Filter these entries down to lines holding "Option".

▶ _Extracted information_:
■ ■ ■ ■

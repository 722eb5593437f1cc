//! Application configuration loaded from environment variables.

use chrono::TimeDelta;
use pixgram_infra::database::DatabaseConfig;

/// Application configuration.
#[derive(Debug, Clone)]
pub struct AppConfig {
    pub host: String,
    pub port: u16,
    pub database: DatabaseConfig,
    /// Items per page on every list endpoint.
    pub page_size: u64,
    pub session_ttl: TimeDelta,
    pub session_cookie_secure: bool,
    pub scheduler_enabled: bool,
    /// Six-field cron expression for the expired-session sweep.
    pub session_sweep_cron: String,
}

#[derive(Debug, thiserror::Error)]
pub enum ConfigError {
    #[error("{0} must be set")]
    Missing(&'static str),
}

impl AppConfig {
    /// Load configuration from environment variables.
    pub fn from_env() -> Result<Self, ConfigError> {
        Self::from_lookup(|key| std::env::var(key).ok())
    }

    /// Load configuration through `lookup`. Unparsable values fall back to
    /// their defaults.
    pub fn from_lookup(lookup: impl Fn(&str) -> Option<String>) -> Result<Self, ConfigError> {
        let url = lookup("DATABASE_URL").ok_or(ConfigError::Missing("DATABASE_URL"))?;

        let mut database = DatabaseConfig {
            url,
            max_connections: parsed(&lookup, "DB_MAX_CONNECTIONS", 100),
            min_connections: parsed(&lookup, "DB_MIN_CONNECTIONS", 10),
            auto_migrate: flag(&lookup, "DB_AUTO_MIGRATE", false),
        };
        // A fresh in-memory database has no tables to serve from.
        if database.is_in_memory() {
            database.auto_migrate = true;
        }

        let ttl_hours: i64 = parsed(&lookup, "SESSION_TTL_HOURS", 336);

        Ok(Self {
            host: lookup("HOST").unwrap_or_else(|| "127.0.0.1".to_string()),
            port: parsed(&lookup, "PORT", 8080),
            database,
            page_size: parsed(&lookup, "PAGE_SIZE", 10).max(1),
            session_ttl: TimeDelta::try_hours(ttl_hours.max(1))
                .unwrap_or_else(|| TimeDelta::hours(336)),
            session_cookie_secure: flag(&lookup, "SESSION_COOKIE_SECURE", false),
            scheduler_enabled: flag(&lookup, "SCHEDULER_ENABLED", true),
            session_sweep_cron: lookup("SESSION_SWEEP_CRON")
                .unwrap_or_else(|| "0 0 * * * *".to_string()),
        })
    }
}

fn parsed<T: std::str::FromStr>(
    lookup: &impl Fn(&str) -> Option<String>,
    key: &str,
    default: T,
) -> T {
    lookup(key)
        .and_then(|value| value.trim().parse().ok())
        .unwrap_or(default)
}

fn flag(lookup: &impl Fn(&str) -> Option<String>, key: &str, default: bool) -> bool {
    lookup(key)
        .map(|v| {
            let v = v.trim().to_ascii_lowercase();
            v != "false" && v != "0"
        })
        .unwrap_or(default)
}

#[cfg(test)]
mod tests {
    use super::*;
    use std::collections::HashMap;

    fn load(vars: &[(&str, &str)]) -> Result<AppConfig, ConfigError> {
        let vars: HashMap<String, String> = vars
            .iter()
            .map(|(k, v)| (k.to_string(), v.to_string()))
            .collect();
        AppConfig::from_lookup(|key| vars.get(key).cloned())
    }

    #[test]
    fn test_defaults() {
        let config = load(&[("DATABASE_URL", "postgres://localhost/pixgram")]).unwrap();

        assert_eq!(config.host, "127.0.0.1");
        assert_eq!(config.port, 8080);
        assert_eq!(config.page_size, 10);
        assert_eq!(config.database.max_connections, 100);
        assert_eq!(config.database.min_connections, 10);
        assert!(!config.database.auto_migrate);
        assert_eq!(config.session_ttl, TimeDelta::hours(336));
        assert!(!config.session_cookie_secure);
        assert!(config.scheduler_enabled);
        assert_eq!(config.session_sweep_cron, "0 0 * * * *");
    }

    #[test]
    fn test_database_url_is_required() {
        assert!(matches!(
            load(&[]),
            Err(ConfigError::Missing("DATABASE_URL"))
        ));
    }

    #[test]
    fn test_overrides_and_bad_values() {
        let config = load(&[
            ("DATABASE_URL", "sqlite::memory:"),
            ("PORT", "not-a-port"),
            ("PAGE_SIZE", "25"),
            ("SESSION_COOKIE_SECURE", "true"),
            ("SCHEDULER_ENABLED", "0"),
        ])
        .unwrap();

        assert_eq!(config.port, 8080);
        assert_eq!(config.page_size, 25);
        assert!(config.session_cookie_secure);
        assert!(!config.scheduler_enabled);
        assert!(config.database.auto_migrate);
    }
}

■ ■ ■ ■

▶ _Answer to this task_:
    pub fn from_lookup(lookup: impl Fn(&str) -> Option<String>) -> Result<Self, ConfigError> {
    lookup: &impl Fn(&str) -> Option<String>,
fn flag(lookup: &impl Fn(&str) -> Option<String>, key: &str, default: bool) -> bool {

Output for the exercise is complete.